═══ RECORDED DATA

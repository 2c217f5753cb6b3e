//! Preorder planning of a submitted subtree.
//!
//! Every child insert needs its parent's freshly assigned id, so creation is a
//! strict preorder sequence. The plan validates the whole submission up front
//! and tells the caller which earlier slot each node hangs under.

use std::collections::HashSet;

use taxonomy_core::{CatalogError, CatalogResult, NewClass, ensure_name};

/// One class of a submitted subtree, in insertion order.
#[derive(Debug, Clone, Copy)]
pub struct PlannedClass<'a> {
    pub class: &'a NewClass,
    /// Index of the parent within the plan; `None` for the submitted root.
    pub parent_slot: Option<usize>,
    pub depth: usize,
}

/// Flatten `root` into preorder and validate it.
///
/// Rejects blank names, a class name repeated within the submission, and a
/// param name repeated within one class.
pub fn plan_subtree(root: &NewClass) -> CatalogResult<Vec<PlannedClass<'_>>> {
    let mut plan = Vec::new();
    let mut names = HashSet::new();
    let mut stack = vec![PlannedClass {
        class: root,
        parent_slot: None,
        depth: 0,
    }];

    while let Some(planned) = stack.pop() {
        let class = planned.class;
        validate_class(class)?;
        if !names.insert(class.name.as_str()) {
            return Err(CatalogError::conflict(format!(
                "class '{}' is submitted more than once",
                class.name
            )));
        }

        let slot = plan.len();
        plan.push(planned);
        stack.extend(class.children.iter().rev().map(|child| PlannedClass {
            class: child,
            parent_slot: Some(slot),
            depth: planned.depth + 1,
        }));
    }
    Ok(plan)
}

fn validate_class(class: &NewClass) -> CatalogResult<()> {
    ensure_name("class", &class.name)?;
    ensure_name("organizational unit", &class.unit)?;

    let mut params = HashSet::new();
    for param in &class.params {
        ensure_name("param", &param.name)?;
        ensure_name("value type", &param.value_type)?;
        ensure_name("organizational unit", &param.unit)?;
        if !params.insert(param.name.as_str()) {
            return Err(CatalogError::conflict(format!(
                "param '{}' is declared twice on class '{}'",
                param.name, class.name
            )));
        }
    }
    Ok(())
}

══════
═══ RECORDED DATA

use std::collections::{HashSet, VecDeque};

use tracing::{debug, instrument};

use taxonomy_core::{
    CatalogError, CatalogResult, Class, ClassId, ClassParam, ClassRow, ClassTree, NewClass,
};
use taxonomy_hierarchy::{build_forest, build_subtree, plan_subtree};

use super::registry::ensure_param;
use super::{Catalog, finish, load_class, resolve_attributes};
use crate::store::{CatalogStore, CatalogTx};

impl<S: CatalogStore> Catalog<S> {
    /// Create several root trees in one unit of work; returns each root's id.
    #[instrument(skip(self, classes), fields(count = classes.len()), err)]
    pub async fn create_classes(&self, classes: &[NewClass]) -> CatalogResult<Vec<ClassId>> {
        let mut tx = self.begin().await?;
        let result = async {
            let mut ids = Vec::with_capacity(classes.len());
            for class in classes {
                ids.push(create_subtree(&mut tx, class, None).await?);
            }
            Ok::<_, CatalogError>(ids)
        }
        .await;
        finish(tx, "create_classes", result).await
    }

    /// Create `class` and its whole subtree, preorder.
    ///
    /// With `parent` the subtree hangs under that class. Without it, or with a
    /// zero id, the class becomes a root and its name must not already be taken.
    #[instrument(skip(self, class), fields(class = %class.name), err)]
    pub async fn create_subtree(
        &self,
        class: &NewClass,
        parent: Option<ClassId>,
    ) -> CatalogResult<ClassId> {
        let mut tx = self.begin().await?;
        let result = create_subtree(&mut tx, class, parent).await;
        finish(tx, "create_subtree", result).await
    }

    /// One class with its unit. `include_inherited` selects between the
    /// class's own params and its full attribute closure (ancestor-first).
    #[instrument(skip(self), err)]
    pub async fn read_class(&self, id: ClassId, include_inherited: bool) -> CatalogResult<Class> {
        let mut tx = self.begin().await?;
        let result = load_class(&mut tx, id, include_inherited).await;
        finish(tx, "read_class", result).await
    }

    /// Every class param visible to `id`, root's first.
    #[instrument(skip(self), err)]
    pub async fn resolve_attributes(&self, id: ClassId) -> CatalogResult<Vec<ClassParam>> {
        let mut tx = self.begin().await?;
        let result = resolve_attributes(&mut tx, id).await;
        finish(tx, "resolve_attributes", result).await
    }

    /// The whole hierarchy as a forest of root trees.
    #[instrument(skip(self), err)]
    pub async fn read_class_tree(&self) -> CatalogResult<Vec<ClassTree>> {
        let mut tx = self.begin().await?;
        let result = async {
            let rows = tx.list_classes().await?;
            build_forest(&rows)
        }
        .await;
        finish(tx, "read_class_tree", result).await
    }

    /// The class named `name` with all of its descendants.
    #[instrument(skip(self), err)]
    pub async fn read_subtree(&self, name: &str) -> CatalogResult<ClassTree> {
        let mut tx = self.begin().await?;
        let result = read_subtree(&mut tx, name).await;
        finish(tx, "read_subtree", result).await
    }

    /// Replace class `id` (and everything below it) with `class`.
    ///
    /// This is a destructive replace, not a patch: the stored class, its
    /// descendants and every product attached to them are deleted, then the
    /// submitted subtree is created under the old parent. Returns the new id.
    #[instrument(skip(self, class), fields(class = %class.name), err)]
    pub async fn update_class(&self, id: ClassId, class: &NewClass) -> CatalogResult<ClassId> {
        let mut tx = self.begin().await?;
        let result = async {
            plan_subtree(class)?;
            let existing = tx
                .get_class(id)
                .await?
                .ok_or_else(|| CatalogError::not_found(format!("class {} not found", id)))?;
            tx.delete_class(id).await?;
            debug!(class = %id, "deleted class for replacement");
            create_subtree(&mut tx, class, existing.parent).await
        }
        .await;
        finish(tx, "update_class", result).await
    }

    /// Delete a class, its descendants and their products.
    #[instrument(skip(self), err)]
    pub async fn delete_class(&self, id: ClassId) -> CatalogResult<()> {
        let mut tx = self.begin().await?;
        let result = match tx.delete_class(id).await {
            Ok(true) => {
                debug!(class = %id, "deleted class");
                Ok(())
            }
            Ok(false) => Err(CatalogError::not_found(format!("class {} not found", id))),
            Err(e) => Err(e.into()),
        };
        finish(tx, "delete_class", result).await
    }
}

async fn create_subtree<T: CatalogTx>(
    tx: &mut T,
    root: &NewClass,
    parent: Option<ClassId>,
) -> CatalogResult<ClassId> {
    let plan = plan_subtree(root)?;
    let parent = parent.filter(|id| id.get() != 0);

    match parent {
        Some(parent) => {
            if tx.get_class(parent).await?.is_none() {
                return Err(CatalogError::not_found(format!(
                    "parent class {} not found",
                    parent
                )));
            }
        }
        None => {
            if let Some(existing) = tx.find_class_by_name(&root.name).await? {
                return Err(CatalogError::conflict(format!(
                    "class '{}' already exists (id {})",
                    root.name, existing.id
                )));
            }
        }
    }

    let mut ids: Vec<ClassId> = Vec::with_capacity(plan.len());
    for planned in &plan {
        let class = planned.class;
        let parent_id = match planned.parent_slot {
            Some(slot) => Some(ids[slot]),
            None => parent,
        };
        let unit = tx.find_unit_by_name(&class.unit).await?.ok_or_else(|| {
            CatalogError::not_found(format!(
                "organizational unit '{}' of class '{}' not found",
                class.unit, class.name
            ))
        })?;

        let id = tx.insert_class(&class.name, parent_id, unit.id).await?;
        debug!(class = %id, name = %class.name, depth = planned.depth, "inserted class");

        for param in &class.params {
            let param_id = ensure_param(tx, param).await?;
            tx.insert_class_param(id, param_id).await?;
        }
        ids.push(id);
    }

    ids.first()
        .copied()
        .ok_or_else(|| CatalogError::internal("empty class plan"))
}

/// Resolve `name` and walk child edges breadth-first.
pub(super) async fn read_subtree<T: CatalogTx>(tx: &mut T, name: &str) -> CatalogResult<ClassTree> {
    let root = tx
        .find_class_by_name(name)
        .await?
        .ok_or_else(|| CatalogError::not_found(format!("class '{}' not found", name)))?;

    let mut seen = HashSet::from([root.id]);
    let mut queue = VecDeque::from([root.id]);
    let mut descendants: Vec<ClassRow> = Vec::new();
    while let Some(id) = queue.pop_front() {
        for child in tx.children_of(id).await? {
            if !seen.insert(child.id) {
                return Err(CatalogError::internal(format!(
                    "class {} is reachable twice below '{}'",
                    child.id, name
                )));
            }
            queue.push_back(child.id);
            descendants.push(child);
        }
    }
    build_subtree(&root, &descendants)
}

══════
═══ RECORDED DATA

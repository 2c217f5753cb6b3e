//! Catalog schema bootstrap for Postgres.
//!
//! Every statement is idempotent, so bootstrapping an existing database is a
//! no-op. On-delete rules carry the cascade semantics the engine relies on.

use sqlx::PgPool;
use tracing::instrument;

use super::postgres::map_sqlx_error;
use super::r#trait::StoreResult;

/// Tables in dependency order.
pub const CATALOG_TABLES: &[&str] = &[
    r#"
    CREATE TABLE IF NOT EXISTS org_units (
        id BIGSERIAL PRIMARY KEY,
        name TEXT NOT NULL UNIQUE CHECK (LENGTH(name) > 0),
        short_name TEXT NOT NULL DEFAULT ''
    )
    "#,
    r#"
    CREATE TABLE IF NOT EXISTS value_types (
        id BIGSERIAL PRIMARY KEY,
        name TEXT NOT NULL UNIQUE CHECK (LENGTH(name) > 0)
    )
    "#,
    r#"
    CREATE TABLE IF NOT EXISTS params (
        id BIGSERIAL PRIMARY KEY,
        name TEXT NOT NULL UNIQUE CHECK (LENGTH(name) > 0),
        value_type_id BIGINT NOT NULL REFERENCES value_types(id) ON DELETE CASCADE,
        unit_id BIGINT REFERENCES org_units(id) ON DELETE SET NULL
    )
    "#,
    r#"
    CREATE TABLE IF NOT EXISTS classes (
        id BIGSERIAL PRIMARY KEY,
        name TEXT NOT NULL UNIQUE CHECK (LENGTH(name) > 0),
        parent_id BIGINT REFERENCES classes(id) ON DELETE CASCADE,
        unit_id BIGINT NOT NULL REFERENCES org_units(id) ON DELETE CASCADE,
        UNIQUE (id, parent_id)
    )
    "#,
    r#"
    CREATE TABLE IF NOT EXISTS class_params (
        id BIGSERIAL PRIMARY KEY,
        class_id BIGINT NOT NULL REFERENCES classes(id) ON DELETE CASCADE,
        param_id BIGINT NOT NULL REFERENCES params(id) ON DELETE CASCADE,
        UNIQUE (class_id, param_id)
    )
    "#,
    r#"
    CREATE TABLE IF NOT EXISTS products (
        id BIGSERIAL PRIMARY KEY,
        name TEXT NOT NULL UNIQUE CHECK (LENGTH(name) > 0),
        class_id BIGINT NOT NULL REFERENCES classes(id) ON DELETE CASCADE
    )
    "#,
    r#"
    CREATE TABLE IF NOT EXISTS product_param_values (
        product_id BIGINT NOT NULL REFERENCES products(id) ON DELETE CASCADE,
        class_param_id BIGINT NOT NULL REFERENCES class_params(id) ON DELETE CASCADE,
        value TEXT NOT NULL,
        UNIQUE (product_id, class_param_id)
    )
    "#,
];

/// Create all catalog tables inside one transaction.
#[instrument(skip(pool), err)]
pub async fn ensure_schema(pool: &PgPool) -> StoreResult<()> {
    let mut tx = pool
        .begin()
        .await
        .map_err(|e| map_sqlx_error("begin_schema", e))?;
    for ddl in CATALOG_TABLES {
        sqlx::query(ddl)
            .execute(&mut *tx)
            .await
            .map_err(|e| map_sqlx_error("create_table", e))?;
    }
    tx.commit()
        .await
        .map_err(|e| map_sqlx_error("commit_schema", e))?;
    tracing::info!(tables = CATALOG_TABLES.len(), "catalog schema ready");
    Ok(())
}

══════

The count of lines above that include the string "PlannedClass" is the sole expected answer.

- ANSWER AREA:
4